**What to produce**
Using the material below, tally each line with the string "seeded" and report only the total.

[Start of section]

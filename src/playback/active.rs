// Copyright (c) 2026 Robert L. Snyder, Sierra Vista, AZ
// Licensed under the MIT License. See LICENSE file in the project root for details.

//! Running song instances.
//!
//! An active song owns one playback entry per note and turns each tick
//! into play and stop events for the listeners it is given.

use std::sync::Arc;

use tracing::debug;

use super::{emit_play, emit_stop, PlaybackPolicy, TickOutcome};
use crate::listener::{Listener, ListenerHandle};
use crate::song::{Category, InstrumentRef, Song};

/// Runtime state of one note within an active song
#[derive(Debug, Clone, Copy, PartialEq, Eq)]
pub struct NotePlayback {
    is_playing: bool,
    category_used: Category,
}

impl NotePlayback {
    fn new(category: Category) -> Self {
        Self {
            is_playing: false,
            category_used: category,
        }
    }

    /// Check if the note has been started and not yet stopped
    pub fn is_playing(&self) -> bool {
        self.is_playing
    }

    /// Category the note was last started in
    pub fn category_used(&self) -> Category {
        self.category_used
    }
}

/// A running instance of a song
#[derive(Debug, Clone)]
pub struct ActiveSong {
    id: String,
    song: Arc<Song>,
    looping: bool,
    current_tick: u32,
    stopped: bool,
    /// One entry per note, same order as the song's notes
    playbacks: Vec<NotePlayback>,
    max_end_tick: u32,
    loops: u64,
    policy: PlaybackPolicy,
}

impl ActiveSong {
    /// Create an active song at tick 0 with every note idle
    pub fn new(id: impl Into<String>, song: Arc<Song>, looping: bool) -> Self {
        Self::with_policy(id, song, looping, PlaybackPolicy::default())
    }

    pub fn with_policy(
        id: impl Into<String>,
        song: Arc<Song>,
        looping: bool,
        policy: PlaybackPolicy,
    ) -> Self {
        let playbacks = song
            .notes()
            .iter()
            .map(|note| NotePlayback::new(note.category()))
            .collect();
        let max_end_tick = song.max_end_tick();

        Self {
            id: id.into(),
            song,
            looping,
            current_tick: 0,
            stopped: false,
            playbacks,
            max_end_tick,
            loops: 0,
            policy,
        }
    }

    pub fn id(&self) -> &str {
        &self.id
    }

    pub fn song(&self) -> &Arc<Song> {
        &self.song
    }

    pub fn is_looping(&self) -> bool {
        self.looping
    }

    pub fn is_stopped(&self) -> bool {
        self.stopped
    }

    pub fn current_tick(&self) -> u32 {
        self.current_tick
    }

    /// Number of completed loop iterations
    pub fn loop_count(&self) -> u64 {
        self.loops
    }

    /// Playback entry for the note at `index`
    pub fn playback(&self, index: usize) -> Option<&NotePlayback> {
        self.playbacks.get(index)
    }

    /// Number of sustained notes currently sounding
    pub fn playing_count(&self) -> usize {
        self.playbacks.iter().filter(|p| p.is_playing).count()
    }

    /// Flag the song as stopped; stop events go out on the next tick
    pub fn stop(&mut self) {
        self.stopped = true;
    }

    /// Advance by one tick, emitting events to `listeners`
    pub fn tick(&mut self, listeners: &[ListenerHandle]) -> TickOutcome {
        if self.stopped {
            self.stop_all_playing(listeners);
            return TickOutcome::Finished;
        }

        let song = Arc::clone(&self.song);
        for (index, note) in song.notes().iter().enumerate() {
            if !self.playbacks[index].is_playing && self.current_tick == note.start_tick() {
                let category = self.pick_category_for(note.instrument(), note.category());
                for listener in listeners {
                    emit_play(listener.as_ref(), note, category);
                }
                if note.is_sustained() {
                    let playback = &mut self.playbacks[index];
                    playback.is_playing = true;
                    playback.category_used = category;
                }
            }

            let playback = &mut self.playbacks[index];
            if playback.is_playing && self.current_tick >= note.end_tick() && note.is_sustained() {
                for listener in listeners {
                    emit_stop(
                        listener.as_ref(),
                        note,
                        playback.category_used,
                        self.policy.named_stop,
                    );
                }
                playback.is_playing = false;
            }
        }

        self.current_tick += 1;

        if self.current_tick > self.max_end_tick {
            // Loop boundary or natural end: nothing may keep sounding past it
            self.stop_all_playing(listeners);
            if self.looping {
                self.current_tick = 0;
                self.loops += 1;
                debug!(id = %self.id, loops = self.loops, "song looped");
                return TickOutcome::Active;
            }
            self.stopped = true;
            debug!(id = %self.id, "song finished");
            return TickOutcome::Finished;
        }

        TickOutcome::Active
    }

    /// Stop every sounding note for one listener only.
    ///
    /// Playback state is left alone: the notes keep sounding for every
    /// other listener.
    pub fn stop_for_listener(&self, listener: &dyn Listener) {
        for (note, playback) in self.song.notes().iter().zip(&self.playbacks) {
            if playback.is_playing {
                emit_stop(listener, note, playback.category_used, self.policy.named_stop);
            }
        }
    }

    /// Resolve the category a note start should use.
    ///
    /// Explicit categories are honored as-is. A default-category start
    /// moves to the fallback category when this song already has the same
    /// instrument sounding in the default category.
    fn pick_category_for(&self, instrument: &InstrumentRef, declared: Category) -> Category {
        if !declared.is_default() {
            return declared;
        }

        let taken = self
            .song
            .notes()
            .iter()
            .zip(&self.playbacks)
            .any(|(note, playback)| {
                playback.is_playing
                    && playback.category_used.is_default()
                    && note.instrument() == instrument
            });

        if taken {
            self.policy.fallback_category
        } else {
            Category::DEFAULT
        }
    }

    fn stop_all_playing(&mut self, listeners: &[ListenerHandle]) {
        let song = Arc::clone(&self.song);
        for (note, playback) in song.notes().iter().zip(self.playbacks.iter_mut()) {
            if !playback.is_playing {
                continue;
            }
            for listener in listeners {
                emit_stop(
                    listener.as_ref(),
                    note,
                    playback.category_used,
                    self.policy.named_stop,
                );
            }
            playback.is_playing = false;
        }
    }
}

[End of section]
[Start of section]

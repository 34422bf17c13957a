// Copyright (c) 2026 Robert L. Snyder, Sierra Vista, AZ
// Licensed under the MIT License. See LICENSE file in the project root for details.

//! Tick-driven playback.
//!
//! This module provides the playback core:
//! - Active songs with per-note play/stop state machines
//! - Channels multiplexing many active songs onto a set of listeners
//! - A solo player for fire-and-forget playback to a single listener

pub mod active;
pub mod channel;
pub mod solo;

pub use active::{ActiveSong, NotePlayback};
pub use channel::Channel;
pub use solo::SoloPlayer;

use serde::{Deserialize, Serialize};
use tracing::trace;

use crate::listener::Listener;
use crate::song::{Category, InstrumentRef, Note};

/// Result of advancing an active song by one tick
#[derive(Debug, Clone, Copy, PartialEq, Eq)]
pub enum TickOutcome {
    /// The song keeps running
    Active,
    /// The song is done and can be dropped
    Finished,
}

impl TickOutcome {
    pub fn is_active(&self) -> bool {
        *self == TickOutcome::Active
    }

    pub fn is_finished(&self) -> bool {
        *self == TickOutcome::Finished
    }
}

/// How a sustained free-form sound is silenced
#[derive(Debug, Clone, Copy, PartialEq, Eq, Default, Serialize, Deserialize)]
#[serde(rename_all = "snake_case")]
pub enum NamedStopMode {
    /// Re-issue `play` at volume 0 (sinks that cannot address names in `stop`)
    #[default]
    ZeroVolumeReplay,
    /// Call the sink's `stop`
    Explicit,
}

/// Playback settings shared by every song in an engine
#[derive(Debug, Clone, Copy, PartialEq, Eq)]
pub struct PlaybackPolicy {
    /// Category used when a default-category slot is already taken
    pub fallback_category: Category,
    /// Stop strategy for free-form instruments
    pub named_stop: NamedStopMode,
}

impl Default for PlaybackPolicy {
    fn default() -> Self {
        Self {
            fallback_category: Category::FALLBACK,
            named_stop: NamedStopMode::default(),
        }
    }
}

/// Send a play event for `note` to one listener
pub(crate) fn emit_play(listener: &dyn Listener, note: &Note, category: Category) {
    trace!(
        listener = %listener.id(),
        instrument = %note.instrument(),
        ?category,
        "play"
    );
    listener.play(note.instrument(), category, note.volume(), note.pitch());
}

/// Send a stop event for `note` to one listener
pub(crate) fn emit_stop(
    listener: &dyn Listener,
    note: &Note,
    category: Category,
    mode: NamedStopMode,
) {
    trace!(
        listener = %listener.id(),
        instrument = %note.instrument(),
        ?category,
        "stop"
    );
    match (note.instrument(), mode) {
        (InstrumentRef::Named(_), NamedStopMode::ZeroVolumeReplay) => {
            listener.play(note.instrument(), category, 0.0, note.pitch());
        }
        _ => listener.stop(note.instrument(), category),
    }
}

[End of section]
[Start of section]

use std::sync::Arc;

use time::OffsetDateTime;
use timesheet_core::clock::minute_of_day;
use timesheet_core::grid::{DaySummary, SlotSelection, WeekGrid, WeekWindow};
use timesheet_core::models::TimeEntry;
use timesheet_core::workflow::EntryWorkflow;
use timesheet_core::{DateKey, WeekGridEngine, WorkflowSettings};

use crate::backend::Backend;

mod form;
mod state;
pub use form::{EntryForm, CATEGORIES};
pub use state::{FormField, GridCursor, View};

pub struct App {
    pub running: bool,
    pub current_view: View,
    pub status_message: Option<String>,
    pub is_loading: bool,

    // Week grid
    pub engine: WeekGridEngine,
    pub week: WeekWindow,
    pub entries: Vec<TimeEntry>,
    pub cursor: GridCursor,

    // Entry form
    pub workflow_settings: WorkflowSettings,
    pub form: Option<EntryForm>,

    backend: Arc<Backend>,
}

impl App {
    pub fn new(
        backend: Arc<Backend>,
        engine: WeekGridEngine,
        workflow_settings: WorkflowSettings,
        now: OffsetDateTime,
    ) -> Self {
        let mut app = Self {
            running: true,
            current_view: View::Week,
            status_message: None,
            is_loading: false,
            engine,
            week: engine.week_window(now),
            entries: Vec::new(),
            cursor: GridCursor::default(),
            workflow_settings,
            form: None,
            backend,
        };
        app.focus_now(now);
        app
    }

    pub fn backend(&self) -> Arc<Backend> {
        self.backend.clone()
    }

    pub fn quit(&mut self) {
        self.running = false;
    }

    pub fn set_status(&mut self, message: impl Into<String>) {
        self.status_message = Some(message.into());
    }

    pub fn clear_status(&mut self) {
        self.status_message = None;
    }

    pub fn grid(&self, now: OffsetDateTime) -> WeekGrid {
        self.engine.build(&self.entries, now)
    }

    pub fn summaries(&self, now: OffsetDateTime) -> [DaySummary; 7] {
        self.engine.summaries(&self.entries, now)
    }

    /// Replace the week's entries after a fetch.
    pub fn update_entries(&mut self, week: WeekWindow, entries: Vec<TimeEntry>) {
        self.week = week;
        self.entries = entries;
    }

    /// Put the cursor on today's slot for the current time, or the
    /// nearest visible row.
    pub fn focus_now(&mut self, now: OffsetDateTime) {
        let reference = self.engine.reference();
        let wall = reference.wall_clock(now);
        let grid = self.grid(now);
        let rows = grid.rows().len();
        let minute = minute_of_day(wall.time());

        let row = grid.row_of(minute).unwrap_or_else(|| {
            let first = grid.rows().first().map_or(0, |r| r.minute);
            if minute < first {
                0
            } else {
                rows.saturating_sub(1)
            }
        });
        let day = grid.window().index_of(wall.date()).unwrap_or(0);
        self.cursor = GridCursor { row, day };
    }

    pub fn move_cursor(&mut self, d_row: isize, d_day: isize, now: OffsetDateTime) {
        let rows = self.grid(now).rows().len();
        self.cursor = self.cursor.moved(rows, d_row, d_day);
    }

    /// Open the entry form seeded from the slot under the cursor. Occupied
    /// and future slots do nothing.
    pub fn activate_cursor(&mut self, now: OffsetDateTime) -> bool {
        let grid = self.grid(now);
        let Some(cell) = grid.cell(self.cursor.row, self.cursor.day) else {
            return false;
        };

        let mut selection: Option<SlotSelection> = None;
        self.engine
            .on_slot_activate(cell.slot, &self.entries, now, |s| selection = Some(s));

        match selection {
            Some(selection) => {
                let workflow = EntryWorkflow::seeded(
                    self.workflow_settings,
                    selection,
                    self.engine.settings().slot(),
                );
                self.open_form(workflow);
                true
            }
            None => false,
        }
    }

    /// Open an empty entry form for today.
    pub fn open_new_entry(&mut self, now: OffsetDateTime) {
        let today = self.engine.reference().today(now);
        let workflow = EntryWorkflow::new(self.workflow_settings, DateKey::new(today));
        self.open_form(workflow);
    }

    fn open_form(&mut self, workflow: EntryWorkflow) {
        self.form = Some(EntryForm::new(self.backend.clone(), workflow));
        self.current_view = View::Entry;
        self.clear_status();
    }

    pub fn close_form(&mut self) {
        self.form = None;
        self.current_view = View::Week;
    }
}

[End of section]

**Finished task**
2